Goal of the exercise: A bare number is the only acceptable answer: how many lines of these entries include "month"?

Entries shown:
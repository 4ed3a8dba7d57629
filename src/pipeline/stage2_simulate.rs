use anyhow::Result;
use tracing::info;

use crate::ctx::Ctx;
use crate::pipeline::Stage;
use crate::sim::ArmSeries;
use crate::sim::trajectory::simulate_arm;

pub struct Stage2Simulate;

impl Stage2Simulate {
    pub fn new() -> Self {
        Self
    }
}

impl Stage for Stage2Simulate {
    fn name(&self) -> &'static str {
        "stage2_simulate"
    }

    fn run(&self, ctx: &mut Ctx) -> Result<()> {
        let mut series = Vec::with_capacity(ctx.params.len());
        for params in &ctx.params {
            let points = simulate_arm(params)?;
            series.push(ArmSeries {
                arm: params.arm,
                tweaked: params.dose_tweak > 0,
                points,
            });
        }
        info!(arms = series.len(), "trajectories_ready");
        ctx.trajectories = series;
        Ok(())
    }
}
--
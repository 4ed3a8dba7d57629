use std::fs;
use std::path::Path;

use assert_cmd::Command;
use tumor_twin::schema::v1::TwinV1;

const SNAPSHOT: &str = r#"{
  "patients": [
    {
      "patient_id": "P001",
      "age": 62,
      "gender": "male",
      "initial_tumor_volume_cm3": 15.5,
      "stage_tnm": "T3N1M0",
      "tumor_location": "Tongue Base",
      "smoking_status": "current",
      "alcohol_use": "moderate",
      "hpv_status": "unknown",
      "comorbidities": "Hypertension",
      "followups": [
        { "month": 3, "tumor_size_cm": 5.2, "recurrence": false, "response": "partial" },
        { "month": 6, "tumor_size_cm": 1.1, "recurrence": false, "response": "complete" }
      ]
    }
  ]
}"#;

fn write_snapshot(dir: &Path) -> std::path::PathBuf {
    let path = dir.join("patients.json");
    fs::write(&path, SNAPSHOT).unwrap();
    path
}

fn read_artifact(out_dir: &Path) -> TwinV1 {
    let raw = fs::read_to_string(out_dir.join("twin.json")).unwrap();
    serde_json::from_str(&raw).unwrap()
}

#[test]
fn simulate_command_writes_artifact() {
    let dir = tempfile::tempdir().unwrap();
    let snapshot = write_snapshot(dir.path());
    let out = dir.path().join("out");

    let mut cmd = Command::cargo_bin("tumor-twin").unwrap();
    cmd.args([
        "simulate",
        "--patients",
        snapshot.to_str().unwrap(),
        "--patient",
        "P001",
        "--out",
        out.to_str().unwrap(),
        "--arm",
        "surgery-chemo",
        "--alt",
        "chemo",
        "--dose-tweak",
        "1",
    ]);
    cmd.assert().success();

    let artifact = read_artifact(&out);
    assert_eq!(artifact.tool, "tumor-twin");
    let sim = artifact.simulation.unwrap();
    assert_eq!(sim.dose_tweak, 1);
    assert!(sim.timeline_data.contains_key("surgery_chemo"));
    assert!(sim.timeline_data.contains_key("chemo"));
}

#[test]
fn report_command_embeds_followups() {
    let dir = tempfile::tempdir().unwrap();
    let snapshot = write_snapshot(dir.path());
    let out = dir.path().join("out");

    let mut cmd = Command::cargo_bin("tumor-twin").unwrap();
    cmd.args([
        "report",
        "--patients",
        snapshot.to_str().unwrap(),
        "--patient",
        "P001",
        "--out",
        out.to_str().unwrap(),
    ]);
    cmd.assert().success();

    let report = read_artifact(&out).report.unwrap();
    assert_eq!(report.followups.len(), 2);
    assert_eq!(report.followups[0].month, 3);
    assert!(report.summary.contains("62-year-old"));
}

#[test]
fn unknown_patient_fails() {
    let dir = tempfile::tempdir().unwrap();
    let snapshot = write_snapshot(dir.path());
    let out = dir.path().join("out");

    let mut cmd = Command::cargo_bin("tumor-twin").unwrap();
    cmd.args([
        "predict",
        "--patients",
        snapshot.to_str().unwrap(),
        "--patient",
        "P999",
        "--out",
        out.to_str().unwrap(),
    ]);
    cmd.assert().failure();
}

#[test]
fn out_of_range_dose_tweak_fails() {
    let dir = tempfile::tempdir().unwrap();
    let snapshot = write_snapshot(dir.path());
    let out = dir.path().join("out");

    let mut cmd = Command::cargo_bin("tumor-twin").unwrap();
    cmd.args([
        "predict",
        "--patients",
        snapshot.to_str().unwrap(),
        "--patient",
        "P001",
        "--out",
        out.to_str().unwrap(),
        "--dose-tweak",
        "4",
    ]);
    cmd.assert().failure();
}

Answer to this problem: 3